== Exercise ==
Return only what lies between the first line of the entries and the line containing "length must treat", both lines included.

Stored items from a collection:

::::

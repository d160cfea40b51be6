//! [`Codec`]: the narrow collaborator interface a `Map` uses to compress
//! and decompress one chunk's worth of pixel bytes.
//!
//! Codec internals are out of scope for the engine itself — the engine only
//! needs something that turns decoded bytes into encoded bytes and back.
//! This module defines that seam as a trait and supplies a
//! handful of concrete implementations exercising it, built from the same
//! compression crates the rest of this codebase already depends on
//! (`flate2` for Deflate, `weezl` for LZW); PackBits needs no external crate
//! and is implemented directly.

use std::io::{self, Read, Write};

use crate::tags::CompressionMethod;
use crate::tilemap::error::{TileError, TileResult};

/// Compresses and decompresses one chunk's pixel bytes.
///
/// Implementations are expected to be stateless (or cheaply `Clone`) since
/// a `Map` may hold one codec instance shared across every tile.
pub trait Codec {
    /// The `Compression` tag value this codec corresponds to.
    fn compression_method(&self) -> CompressionMethod;

    /// Decompresses `data` into exactly `expected_len` bytes of raw pixel
    /// data. An implementation that produces a different length must treat
    /// that as [`TileError::Format`], not silently truncate or pad.
    fn decode(&self, data: &[u8], expected_len: usize) -> TileResult<Vec<u8>>;

    /// Compresses a full chunk of raw pixel data.
    fn encode(&self, data: &[u8]) -> TileResult<Vec<u8>>;
}

/// No compression: the identity codec.
#[derive(Clone, Copy, Debug, Default)]
pub struct Uncompressed;

impl Codec for Uncompressed {
    fn compression_method(&self) -> CompressionMethod {
        CompressionMethod::None
    }

    fn decode(&self, data: &[u8], expected_len: usize) -> TileResult<Vec<u8>> {
        if data.len() != expected_len {
            return Err(TileError::format(format!(
                "uncompressed chunk has {} bytes, expected {}",
                data.len(),
                expected_len
            )));
        }
        Ok(data.to_vec())
    }

    fn encode(&self, data: &[u8]) -> TileResult<Vec<u8>> {
        Ok(data.to_vec())
    }
}

/// Apple `PackBits` run-length encoding, as used by TIFF's `Compression = 32773`.
#[derive(Clone, Copy, Debug, Default)]
pub struct PackBitsCodec;

impl Codec for PackBitsCodec {
    fn compression_method(&self) -> CompressionMethod {
        CompressionMethod::PackBits
    }

    fn decode(&self, data: &[u8], expected_len: usize) -> TileResult<Vec<u8>> {
        let mut out = Vec::with_capacity(expected_len);
        let mut pos = 0usize;
        while pos < data.len() && out.len() < expected_len {
            let header = data[pos] as i8;
            pos += 1;
            if header >= 0 {
                let count = header as usize + 1;
                let end = pos + count;
                if end > data.len() {
                    return Err(TileError::format("PackBits literal run overruns buffer"));
                }
                out.extend_from_slice(&data[pos..end]);
                pos = end;
            } else if header != -128 {
                let count = (1 - header as isize) as usize;
                if pos >= data.len() {
                    return Err(TileError::format("PackBits repeat run missing value byte"));
                }
                let value = data[pos];
                pos += 1;
                out.resize(out.len() + count, value);
            }
            // header == -128 is a documented no-op.
        }
        if out.len() != expected_len {
            return Err(TileError::format(format!(
                "PackBits stream decoded to {} bytes, expected {}",
                out.len(),
                expected_len
            )));
        }
        Ok(out)
    }

    fn encode(&self, data: &[u8]) -> TileResult<Vec<u8>> {
        // Simple, correct (if not maximally compact) encoder: emit runs of
        // identical bytes as repeats when at least 3 long, literal
        // sequences otherwise, never spanning more than 128 bytes per
        // packet as the format requires.
        let mut out = Vec::new();
        let mut i = 0usize;
        while i < data.len() {
            let run_len = run_length(data, i);
            if run_len >= 3 {
                let mut remaining = run_len;
                while remaining > 0 {
                    let chunk = remaining.min(128);
                    out.push((1 - chunk as isize) as i8 as u8);
                    out.push(data[i]);
                    remaining -= chunk;
                }
                i += run_len;
            } else {
                let start = i;
                let mut len = 0usize;
                while i < data.len() && len < 128 {
                    let next_run = run_length(data, i);
                    if next_run >= 3 {
                        break;
                    }
                    i += 1;
                    len += 1;
                }
                out.push((len - 1) as u8);
                out.extend_from_slice(&data[start..start + len]);
            }
        }
        Ok(out)
    }
}

fn run_length(data: &[u8], start: usize) -> usize {
    let value = data[start];
    let mut len = 1;
    while start + len < data.len() && data[start + len] == value && len < 128 {
        len += 1;
    }
    len
}

/// Zlib-wrapped Deflate, TIFF's `Compression = 8`.
#[cfg(feature = "deflate")]
#[derive(Clone, Copy, Debug, Default)]
pub struct DeflateCodec;

#[cfg(feature = "deflate")]
impl Codec for DeflateCodec {
    fn compression_method(&self) -> CompressionMethod {
        CompressionMethod::Deflate
    }

    fn decode(&self, data: &[u8], expected_len: usize) -> TileResult<Vec<u8>> {
        let mut decoder = flate2::read::ZlibDecoder::new(data);
        let mut out = Vec::with_capacity(expected_len);
        decoder.read_to_end(&mut out).map_err(TileError::from)?;
        if out.len() != expected_len {
            return Err(TileError::format(format!(
                "deflate stream decoded to {} bytes, expected {}",
                out.len(),
                expected_len
            )));
        }
        Ok(out)
    }

    fn encode(&self, data: &[u8]) -> TileResult<Vec<u8>> {
        let mut encoder =
            flate2::write::ZlibEncoder::new(Vec::new(), flate2::Compression::default());
        encoder.write_all(data).map_err(TileError::from)?;
        encoder.finish().map_err(TileError::from)
    }
}

/// LZW, TIFF's `Compression = 5`, matching the MSB-first, TIFF-style
/// early-code-size-switch variant the rest of this crate uses.
#[cfg(feature = "lzw")]
#[derive(Clone, Copy, Debug, Default)]
pub struct LzwCodec;

#[cfg(feature = "lzw")]
impl Codec for LzwCodec {
    fn compression_method(&self) -> CompressionMethod {
        CompressionMethod::LZW
    }

    fn decode(&self, data: &[u8], expected_len: usize) -> TileResult<Vec<u8>> {
        let configuration =
            weezl::decode::Configuration::with_tiff_size_switch(weezl::BitOrder::Msb, 8);
        let mut decoder = configuration.build();
        let mut out = Vec::with_capacity(expected_len);
        let mut buf = [0u8; 4096];
        let mut input = data;
        loop {
            let result = decoder.decode_bytes(input, &mut buf);
            out.extend_from_slice(&buf[..result.consumed_out]);
            input = &input[result.consumed_in..];
            match result.status {
                Ok(weezl::LzwStatus::Ok) => continue,
                Ok(weezl::LzwStatus::Done) => break,
                Ok(weezl::LzwStatus::NoProgress) => {
                    return Err(TileError::format("LZW stream ended without an end code"))
                }
                Err(err) => {
                    return Err(TileError::from(io::Error::new(
                        io::ErrorKind::InvalidData,
                        err,
                    )))
                }
            }
        }
        if out.len() != expected_len {
            return Err(TileError::format(format!(
                "LZW stream decoded to {} bytes, expected {}",
                out.len(),
                expected_len
            )));
        }
        Ok(out)
    }

    fn encode(&self, data: &[u8]) -> TileResult<Vec<u8>> {
        let mut out = Vec::new();
        let mut encoder = weezl::encode::Encoder::with_tiff_size_switch(weezl::BitOrder::Msb, 8);
        let result = encoder.into_stream(&mut out).encode_all(data);
        result
            .status
            .map_err(|err| TileError::from(io::Error::new(io::ErrorKind::InvalidData, err)))?;
        Ok(out)
    }
}

#[cfg(test)]
mod tests {
    use super::*;

    #[test]
    fn uncompressed_round_trips() {
        let codec = Uncompressed;
        let data = vec![1, 2, 3, 4, 5];
        let encoded = codec.encode(&data).unwrap();
        let decoded = codec.decode(&encoded, data.len()).unwrap();
        assert_eq!(decoded, data);
    }

    #[test]
    fn packbits_round_trips_runs_and_literals() {
        let codec = PackBitsCodec;
        let data = [0u8, 0, 0, 0, 1, 2, 3, 9, 9, 9, 9, 9, 9];
        let encoded = codec.encode(&data).unwrap();
        let decoded = codec.decode(&encoded, data.len()).unwrap();
        assert_eq!(decoded, data);
    }

    #[test]
    fn packbits_rejects_truncated_stream() {
        let codec = PackBitsCodec;
        assert!(codec.decode(&[0x02, 0xAA], 3).is_err());
    }

    #[cfg(feature = "deflate")]
    #[test]
    fn deflate_round_trips() {
        let codec = DeflateCodec;
        let data: Vec<u8> = (0..=255u8).cycle().take(2000).collect();
        let encoded = codec.encode(&data).unwrap();
        let decoded = codec.decode(&encoded, data.len()).unwrap();
        assert_eq!(decoded, data);
    }

    #[cfg(feature = "lzw")]
    #[test]
    fn lzw_round_trips() {
        let codec = LzwCodec;
        let data: Vec<u8> = (0..=255u8).cycle().take(2000).collect();
        let encoded = codec.encode(&data).unwrap();
        let decoded = codec.decode(&encoded, data.len()).unwrap();
        assert_eq!(decoded, data);
    }
}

::::

== Expected answer ==
repository d160cfea40b51be6
//! [`Codec`]: the narrow collaborator interface a `Map` uses to compress
//! and decompress one chunk's worth of pixel bytes.
//!
//! Codec internals are out of scope for the engine itself — the engine only
//! needs something that turns decoded bytes into encoded bytes and back.
//! This module defines that seam as a trait and supplies a
//! handful of concrete implementations exercising it, built from the same
//! compression crates the rest of this codebase already depends on
//! (`flate2` for Deflate, `weezl` for LZW); PackBits needs no external crate
//! and is implemented directly.

use std::io::{self, Read, Write};

use crate::tags::CompressionMethod;
use crate::tilemap::error::{TileError, TileResult};

/// Compresses and decompresses one chunk's pixel bytes.
///
/// Implementations are expected to be stateless (or cheaply `Clone`) since
/// a `Map` may hold one codec instance shared across every tile.
pub trait Codec {
    /// The `Compression` tag value this codec corresponds to.
    fn compression_method(&self) -> CompressionMethod;

    /// Decompresses `data` into exactly `expected_len` bytes of raw pixel
    /// data. An implementation that produces a different length must treat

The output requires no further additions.